──────── Source data ────────

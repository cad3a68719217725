//! Negotiation state for one control connection.
//!
//! ## State machine
//!
//! ```text
//! INIT ──OPEN/SETUP──> READY ──PLAY──> PLAYING
//!                        ^               │
//!                        └─────PAUSE─────┘   (READY with `paused` set)
//! any ──CLOSE──> INIT
//! ```
//!
//! The state is only ever mutated by the session worker. Other threads
//! read it through [`crate::dispatcher::Dispatcher`] snapshots.

pub mod transport;

use std::time::{Duration, Instant};

use crate::protocol::Methods;
use crate::wfd::formats::StreamInfo;
use crate::wfd::{AudioRoute, ClientRtpPorts, WfdMessage};
pub use transport::{NegotiatedTransport, TransportHeader};

/// Session timeout assumed until the source tells us otherwise
/// (RFC 2326 §12.37).
pub const DEFAULT_SESSION_TIMEOUT: Duration = Duration::from_secs(60);

/// Longest session timeout honoured; larger values are clamped.
pub const MAX_SESSION_TIMEOUT: Duration = Duration::from_secs(24 * 60 * 60);

/// RTSP state of the sink (RFC 2326 §A.2).
#[derive(Debug, Clone, Copy, Default, PartialEq, Eq)]
pub enum RtspState {
    #[default]
    Init,
    Ready,
    Playing,
}

#[derive(Debug, Clone)]
pub struct Session {
    pub state: RtspState,
    /// Set once PAUSE returns the session from PLAYING to READY.
    pub paused: bool,
    /// Methods the source accepts, from its OPTIONS answer.
    pub methods: Methods,
    /// Session identifier assigned by the source in SETUP.
    pub id: Option<String>,
    pub timeout: Duration,
    /// When the source must have probed us by (M16).
    pub keepalive_deadline: Option<Instant>,
    /// Request URI for SETUP and later, from `wfd_presentation_URL`.
    pub control_url: Option<String>,
    /// Ports the source asked us to use in `wfd_client_rtp_ports`.
    pub client_ports: Option<ClientRtpPorts>,
    pub transport: Option<NegotiatedTransport>,
    pub stream_info: StreamInfo,
    pub standby: bool,
    pub route: Option<AudioRoute>,
    /// Every group the source has set so far, latest value wins.
    pub peer_params: WfdMessage,
    /// Set after a fatal connection error until the next OPEN.
    pub terminated: bool,
}

impl Session {
    pub fn new() -> Self {
        Self {
            state: RtspState::Init,
            paused: false,
            methods: Methods::MINIMAL,
            id: None,
            timeout: DEFAULT_SESSION_TIMEOUT,
            keepalive_deadline: None,
            control_url: None,
            client_ports: None,
            transport: None,
            stream_info: StreamInfo::default(),
            standby: false,
            route: None,
            peer_params: WfdMessage::default(),
            terminated: false,
        }
    }

    pub fn set_state(&mut self, state: RtspState) {
        if self.state != state {
            tracing::info!(old_state = ?self.state, new_state = ?state, "state transition");
        }
        self.state = state;
    }

    /// Value for the `Session` request header, once SETUP assigned one.
    pub fn header_value(&self) -> Option<&str> {
        self.id.as_deref()
    }

    /// Adopt the `timeout` of the source's `Session` header.
    pub fn set_timeout(&mut self, secs: Option<u64>) {
        self.timeout = match secs.map(Duration::from_secs) {
            None => DEFAULT_SESSION_TIMEOUT,
            Some(t) if t > MAX_SESSION_TIMEOUT => {
                tracing::warn!(timeout = ?t, "session timeout clamped");
                MAX_SESSION_TIMEOUT
            }
            Some(t) => t,
        };
    }

    /// Push the keep-alive deadline out by one session timeout plus `grace`.
    pub fn touch_keepalive(&mut self, grace: Duration) {
        let now = Instant::now();
        self.keepalive_deadline = now
            .checked_add(self.timeout.saturating_add(grace))
            .or_else(|| now.checked_add(MAX_SESSION_TIMEOUT));
    }

    /// Time left until the keep-alive deadline, `None` if not armed.
    pub fn keepalive_remaining(&self) -> Option<Duration> {
        self.keepalive_deadline
            .map(|deadline| deadline.saturating_duration_since(Instant::now()))
    }

    /// Fold peer-provided groups into `peer_params`.
    pub fn merge_peer_params(&mut self, msg: &WfdMessage) {
        let p = &mut self.peer_params;
        macro_rules! merge {
            ($($field:ident),*) => {
                $(if msg.$field.is_some() { p.$field = msg.$field.clone(); })*
            };
        }
        merge!(
            audio_codecs,
            video_formats,
            video_3d_formats,
            content_protection,
            display_edid,
            coupled_sink,
            presentation_url,
            client_rtp_ports,
            route,
            i2c,
            av_format_change_timing,
            preferred_display_mode,
            standby_resume_capability,
            connector_type
        );
    }

    /// Drop everything learned from the current connection.
    pub fn reset(&mut self) {
        *self = Self::new();
    }
}

impl Default for Session {
    fn default() -> Self {
        Self::new()
    }
}
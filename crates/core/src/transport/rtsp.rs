use std::time::{Duration, Instant};

use crate::error::{ParseErrorKind, Result, WfdError};
use crate::protocol::RtspMessage;
use crate::protocol::header::find_header_end;
use crate::transport::Connection;

/// Upper bound for a header block.
const MAX_HEADER_LEN: usize = 64 * 1024;
/// Upper bound for a message body (EDID blobs are the largest WFD bodies).
const MAX_BODY_LEN: usize = 1024 * 1024;

/// Frames RTSP messages over a [`Connection`].
///
/// Each call is a single blocking operation bounded by its timeout.
/// Interleaved binary frames (`$` + channel + length) are read and
/// discarded; WFD carries media over UDP only.
pub struct RtspTransport {
    conn: Connection,
    cseq: u32,
}

impl RtspTransport {
    pub fn new(conn: Connection) -> Self {
        Self { conn, cseq: 0 }
    }

    pub fn connection(&self) -> &Connection {
        &self.conn
    }

    pub fn connection_mut(&mut self) -> &mut Connection {
        &mut self.conn
    }

    /// Allocate the CSeq for the next outbound request.
    pub fn next_cseq(&mut self) -> u32 {
        self.cseq = self.cseq.wrapping_add(1);
        self.cseq
    }

    pub fn send(&mut self, message: &RtspMessage, timeout: Duration) -> Result<()> {
        match message {
            RtspMessage::Request(r) => {
                tracing::debug!(method = %r.method, uri = %r.uri, cseq = ?r.cseq(), "send request")
            }
            RtspMessage::Response(r) => {
                tracing::debug!(status = r.status_code, cseq = ?r.cseq(), "send response")
            }
        }
        let text = message.serialize();
        tracing::trace!(message = %text, "outbound");
        self.conn.write_all(text.as_bytes(), timeout)
    }

    /// Receive the next request or response.
    pub fn receive(&mut self, timeout: Duration) -> Result<RtspMessage> {
        let deadline = Instant::now() + timeout;
        loop {
            if let Some(raw) = self.take_frame()? {
                let message = RtspMessage::parse(&raw)?;
                match &message {
                    RtspMessage::Request(r) => {
                        tracing::debug!(method = %r.method, cseq = ?r.cseq(), "received request")
                    }
                    RtspMessage::Response(r) => {
                        tracing::debug!(status = r.status_code, cseq = ?r.cseq(), "received response")
                    }
                }
                tracing::trace!(message = %raw, "inbound");
                return Ok(message);
            }
            self.conn.fill(deadline)?;
        }
    }

    /// Pop one complete message from the receive buffer, if available.
    fn take_frame(&mut self) -> Result<Option<String>> {
        let buf = self.conn.buffer();
        loop {
            let leading = buf
                .iter()
                .take_while(|b| matches!(b, b'\r' | b'\n'))
                .count();
            buf.drain(..leading);

            if buf.first() == Some(&b'$') {
                if buf.len() < 4 {
                    return Ok(None);
                }
                let len = u16::from_be_bytes([buf[2], buf[3]]) as usize;
                if buf.len() < 4 + len {
                    return Ok(None);
                }
                tracing::trace!(channel = buf[1], len, "discarding interleaved data");
                buf.drain(..4 + len);
                continue;
            }
            break;
        }

        let Some((head_len, sep_len)) = find_header_end(buf) else {
            if buf.len() > MAX_HEADER_LEN {
                return Err(WfdError::parse(ParseErrorKind::MessageTooLarge));
            }
            return Ok(None);
        };

        let head = String::from_utf8_lossy(&buf[..head_len]);
        let body_len = content_length(&head)?;
        let total = head_len + sep_len + body_len;
        if buf.len() < total {
            return Ok(None);
        }

        let raw = String::from_utf8_lossy(&buf[..total]).into_owned();
        buf.drain(..total);
        Ok(Some(raw))
    }
}

fn content_length(head: &str) -> Result<usize> {
    let Some(value) = head.lines().find_map(|line| {
        let (name, value) = line.split_once(':')?;
        name.trim()
            .eq_ignore_ascii_case("Content-Length")
            .then(|| value.trim())
    }) else {
        return Ok(0);
    };

    match value.parse::<usize>() {
        Ok(len) if len <= MAX_BODY_LEN => Ok(len),
        _ => Err(WfdError::parse(ParseErrorKind::InvalidContentLength)),
    }
}

#[cfg(test)]
mod tests {
    use super::*;
    use crate::config::SessionConfig;
    use crate::protocol::{Method, RtspRequest};
    use crate::transport::TcpConnector;
    use std::io::{Read, Write};
    use std::net::TcpListener;

    fn pair() -> (RtspTransport, std::net::TcpStream) {
        let listener = TcpListener::bind("127.0.0.1:0").unwrap();
        let port = listener.local_addr().unwrap().port();
        let config = SessionConfig::new(&format!("rtsp://127.0.0.1:{}/wfd1.0", port));
        let mut conn = Connection::new(&config, Box::new(TcpConnector));
        conn.connect().unwrap();
        let (peer, _) = listener.accept().unwrap();
        (RtspTransport::new(conn), peer)
    }

    #[test]
    fn receives_request_with_body_split_across_writes() {
        let (mut transport, mut peer) = pair();
        peer.write_all(b"SET_PARAMETER rtsp://localhost/wfd1.0 RTSP/1.0\r\nCSeq: 5\r\nContent-Length: 27\r\n\r\nwfd_trigger_")
            .unwrap();
        std::thread::spawn(move || {
            std::thread::sleep(Duration::from_millis(50));
            peer.write_all(b"method: SETUP\r\n").unwrap();
            std::thread::sleep(Duration::from_millis(200));
        });

        match transport.receive(Duration::from_secs(2)).unwrap() {
            RtspMessage::Request(req) => {
                assert_eq!(req.method_kind(), Some(Method::SetParameter));
                assert_eq!(req.body, "wfd_trigger_method: SETUP\r\n");
            }
            other => panic!("expected request, got {:?}", other),
        }
    }

    #[test]
    fn skips_interleaved_frames() {
        let (mut transport, mut peer) = pair();
        peer.write_all(&[b'$', 0, 0, 3, 1, 2, 3]).unwrap();
        peer.write_all(b"RTSP/1.0 200 OK\r\nCSeq: 1\r\n\r\n").unwrap();
        match transport.receive(Duration::from_secs(2)).unwrap() {
            RtspMessage::Response(resp) => assert_eq!(resp.cseq(), Some(1)),
            other => panic!("expected response, got {:?}", other),
        }
    }

    #[test]
    fn lf_only_message_followed_by_crlf_message() {
        let (mut transport, mut peer) = pair();
        peer.write_all(b"RTSP/1.0 200 OK\nCSeq: 1\n\nRTSP/1.0 200 OK\r\nCSeq: 2\r\n\r\n")
            .unwrap();
        for expected in [1, 2] {
            match transport.receive(Duration::from_secs(2)).unwrap() {
                RtspMessage::Response(resp) => assert_eq!(resp.cseq(), Some(expected)),
                other => panic!("expected response, got {:?}", other),
            }
        }
    }

    #[test]
    fn send_and_timeout() {
        let (mut transport, mut peer) = pair();
        let cseq = transport.next_cseq();
        let req = RtspRequest::new(Method::Options, "*").add_header("CSeq", &cseq.to_string());
        transport
            .send(&RtspMessage::Request(req), Duration::from_secs(1))
            .unwrap();

        let mut buf = [0u8; 256];
        let n = peer.read(&mut buf).unwrap();
        assert!(String::from_utf8_lossy(&buf[..n]).starts_with("OPTIONS * RTSP/1.0\r\nCSeq: 1\r\n"));

        let err = transport.receive(Duration::from_millis(50)).unwrap_err();
        assert!(matches!(err, WfdError::Timeout));
    }

    #[test]
    fn peer_close_is_reported() {
        let (mut transport, peer) = pair();
        drop(peer);
        let err = transport.receive(Duration::from_secs(1)).unwrap_err();
        assert!(matches!(err, WfdError::ConnectionClosed | WfdError::Io(_)));
    }
}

────────

[What you are asked to do]:
Go through the material above, find each line with the string "protocol", and copy it.

[Result of the task]:
use crate::protocol::Methods;
use crate::protocol::RtspMessage;
use crate::protocol::header::find_header_end;
    use crate::protocol::{Method, RtspRequest};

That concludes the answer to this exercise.